WHAT YOU WILL DO - State how many lines of the data below hold the string "source", giving nothing but the number.

THE INPUT -

___

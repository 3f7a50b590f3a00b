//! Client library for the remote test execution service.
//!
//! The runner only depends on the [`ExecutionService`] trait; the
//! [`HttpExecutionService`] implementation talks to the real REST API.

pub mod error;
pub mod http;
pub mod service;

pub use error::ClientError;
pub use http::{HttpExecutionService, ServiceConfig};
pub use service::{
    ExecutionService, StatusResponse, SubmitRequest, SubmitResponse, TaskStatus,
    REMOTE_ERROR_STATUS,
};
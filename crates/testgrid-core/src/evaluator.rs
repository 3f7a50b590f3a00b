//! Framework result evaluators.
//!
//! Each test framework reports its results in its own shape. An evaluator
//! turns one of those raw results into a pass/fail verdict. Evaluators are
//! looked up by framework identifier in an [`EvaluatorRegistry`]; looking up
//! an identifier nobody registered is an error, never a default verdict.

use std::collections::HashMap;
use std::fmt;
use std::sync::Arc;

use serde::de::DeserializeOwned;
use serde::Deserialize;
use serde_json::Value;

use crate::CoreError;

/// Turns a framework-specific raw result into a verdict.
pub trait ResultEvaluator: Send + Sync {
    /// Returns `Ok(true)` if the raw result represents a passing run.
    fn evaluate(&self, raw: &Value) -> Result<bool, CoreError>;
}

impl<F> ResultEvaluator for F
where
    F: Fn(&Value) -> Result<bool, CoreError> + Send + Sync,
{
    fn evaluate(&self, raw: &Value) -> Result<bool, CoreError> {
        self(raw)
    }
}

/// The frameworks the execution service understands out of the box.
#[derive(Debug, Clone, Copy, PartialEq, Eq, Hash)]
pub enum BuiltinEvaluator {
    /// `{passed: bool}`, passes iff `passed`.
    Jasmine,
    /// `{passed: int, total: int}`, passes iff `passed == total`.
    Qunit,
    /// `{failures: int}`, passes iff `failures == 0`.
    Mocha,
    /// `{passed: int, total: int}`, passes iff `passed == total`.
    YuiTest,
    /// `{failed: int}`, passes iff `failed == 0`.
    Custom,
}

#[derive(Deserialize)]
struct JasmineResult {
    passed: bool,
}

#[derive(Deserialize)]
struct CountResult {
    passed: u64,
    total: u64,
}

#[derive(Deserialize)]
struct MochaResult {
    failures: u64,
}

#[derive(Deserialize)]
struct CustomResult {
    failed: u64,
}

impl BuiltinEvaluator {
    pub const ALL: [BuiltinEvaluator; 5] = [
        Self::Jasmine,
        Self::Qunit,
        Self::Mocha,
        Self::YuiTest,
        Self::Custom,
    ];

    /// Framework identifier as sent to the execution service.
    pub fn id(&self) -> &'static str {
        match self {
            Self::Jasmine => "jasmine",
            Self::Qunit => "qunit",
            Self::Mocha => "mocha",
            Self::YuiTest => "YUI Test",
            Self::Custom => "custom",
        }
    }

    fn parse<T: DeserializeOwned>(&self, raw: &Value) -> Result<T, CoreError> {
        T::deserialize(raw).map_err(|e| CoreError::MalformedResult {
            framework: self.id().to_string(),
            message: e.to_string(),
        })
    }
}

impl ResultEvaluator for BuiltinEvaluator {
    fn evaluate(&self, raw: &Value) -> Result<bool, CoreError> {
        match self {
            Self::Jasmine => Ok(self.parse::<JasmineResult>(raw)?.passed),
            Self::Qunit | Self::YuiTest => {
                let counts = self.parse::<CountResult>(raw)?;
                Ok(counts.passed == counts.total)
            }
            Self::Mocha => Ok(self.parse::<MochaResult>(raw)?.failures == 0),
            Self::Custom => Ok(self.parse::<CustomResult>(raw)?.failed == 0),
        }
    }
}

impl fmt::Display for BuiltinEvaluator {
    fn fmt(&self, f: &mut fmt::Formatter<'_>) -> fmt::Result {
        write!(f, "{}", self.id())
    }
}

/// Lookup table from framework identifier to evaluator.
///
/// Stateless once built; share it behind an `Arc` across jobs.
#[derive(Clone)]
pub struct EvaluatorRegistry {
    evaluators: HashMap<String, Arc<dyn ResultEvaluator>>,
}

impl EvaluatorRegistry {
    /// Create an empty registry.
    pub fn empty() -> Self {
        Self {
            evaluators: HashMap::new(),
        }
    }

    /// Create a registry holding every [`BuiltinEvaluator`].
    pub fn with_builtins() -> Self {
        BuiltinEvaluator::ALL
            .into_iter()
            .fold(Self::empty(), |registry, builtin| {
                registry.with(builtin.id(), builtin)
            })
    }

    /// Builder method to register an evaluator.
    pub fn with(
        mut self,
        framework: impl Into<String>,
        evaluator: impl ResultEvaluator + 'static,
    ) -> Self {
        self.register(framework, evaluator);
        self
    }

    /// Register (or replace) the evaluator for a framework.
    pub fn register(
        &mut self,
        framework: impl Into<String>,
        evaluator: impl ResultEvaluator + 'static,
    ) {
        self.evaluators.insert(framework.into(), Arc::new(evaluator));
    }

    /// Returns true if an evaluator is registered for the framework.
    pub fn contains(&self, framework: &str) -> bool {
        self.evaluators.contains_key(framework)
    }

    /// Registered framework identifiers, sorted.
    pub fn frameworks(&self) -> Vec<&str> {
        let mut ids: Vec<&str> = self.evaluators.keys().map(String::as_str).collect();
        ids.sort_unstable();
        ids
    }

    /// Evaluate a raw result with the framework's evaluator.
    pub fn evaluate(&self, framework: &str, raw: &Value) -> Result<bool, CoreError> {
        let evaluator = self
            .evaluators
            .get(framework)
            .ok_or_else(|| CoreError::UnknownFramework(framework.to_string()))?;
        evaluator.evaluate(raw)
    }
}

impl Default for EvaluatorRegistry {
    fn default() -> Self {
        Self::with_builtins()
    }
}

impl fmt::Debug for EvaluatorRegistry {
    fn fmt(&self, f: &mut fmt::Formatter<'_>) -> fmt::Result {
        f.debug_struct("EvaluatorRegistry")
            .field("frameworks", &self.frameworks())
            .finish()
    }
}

___

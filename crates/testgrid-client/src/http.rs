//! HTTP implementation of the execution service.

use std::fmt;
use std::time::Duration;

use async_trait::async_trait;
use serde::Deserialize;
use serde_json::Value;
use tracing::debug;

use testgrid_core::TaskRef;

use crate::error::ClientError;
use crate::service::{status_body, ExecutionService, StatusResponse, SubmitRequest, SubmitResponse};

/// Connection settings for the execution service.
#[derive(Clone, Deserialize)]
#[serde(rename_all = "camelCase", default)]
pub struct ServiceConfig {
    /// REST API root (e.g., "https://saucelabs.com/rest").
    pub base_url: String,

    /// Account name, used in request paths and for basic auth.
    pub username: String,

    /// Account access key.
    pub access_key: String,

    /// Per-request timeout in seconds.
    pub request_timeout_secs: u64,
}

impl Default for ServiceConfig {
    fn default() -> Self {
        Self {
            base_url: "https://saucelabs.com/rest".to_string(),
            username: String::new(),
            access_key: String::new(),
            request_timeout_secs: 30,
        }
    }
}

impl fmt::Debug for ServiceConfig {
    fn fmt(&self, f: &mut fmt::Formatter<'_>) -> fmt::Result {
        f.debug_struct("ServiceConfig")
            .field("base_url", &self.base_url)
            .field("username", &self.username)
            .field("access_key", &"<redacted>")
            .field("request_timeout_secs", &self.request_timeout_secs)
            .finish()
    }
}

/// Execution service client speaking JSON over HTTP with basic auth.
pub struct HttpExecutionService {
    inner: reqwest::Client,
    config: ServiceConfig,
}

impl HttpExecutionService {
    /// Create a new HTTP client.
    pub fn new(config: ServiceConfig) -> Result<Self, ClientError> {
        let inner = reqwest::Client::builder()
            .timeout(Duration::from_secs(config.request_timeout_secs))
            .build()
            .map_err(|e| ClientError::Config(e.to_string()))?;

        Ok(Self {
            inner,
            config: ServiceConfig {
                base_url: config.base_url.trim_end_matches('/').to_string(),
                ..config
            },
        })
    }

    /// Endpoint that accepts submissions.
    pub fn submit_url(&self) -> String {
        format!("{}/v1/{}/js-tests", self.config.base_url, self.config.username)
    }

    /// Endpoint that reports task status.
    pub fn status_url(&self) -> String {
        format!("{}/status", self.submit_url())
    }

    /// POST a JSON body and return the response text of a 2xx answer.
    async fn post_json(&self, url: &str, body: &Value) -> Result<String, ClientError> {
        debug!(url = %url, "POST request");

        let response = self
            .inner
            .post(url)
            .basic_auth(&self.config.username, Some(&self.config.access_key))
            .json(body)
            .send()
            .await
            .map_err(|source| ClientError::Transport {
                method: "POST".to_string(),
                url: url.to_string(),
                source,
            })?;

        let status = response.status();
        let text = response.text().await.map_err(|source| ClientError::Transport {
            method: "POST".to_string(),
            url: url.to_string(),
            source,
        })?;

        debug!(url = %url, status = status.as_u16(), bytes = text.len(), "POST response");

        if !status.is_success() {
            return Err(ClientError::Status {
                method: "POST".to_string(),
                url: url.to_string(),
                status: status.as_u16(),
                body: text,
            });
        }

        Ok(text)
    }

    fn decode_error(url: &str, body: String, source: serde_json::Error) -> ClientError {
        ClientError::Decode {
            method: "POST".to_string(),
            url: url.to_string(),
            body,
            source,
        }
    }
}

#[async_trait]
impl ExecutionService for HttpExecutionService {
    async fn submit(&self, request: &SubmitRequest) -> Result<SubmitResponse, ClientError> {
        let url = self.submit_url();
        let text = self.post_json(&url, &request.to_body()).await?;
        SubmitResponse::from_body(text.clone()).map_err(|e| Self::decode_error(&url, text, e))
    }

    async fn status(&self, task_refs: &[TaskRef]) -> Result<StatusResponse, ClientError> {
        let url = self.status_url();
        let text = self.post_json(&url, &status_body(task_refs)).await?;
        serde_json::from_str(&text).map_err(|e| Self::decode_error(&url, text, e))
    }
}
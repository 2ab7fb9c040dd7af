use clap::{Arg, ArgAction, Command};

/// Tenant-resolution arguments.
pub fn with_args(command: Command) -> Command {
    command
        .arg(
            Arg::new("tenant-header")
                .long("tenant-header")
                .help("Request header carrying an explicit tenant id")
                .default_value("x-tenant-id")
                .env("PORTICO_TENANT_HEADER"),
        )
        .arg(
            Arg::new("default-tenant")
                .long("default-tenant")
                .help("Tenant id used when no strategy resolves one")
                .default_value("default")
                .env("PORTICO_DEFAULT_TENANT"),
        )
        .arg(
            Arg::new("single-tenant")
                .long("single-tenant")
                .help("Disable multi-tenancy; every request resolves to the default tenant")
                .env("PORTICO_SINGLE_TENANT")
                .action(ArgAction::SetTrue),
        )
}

___

ANSWER AREA - 6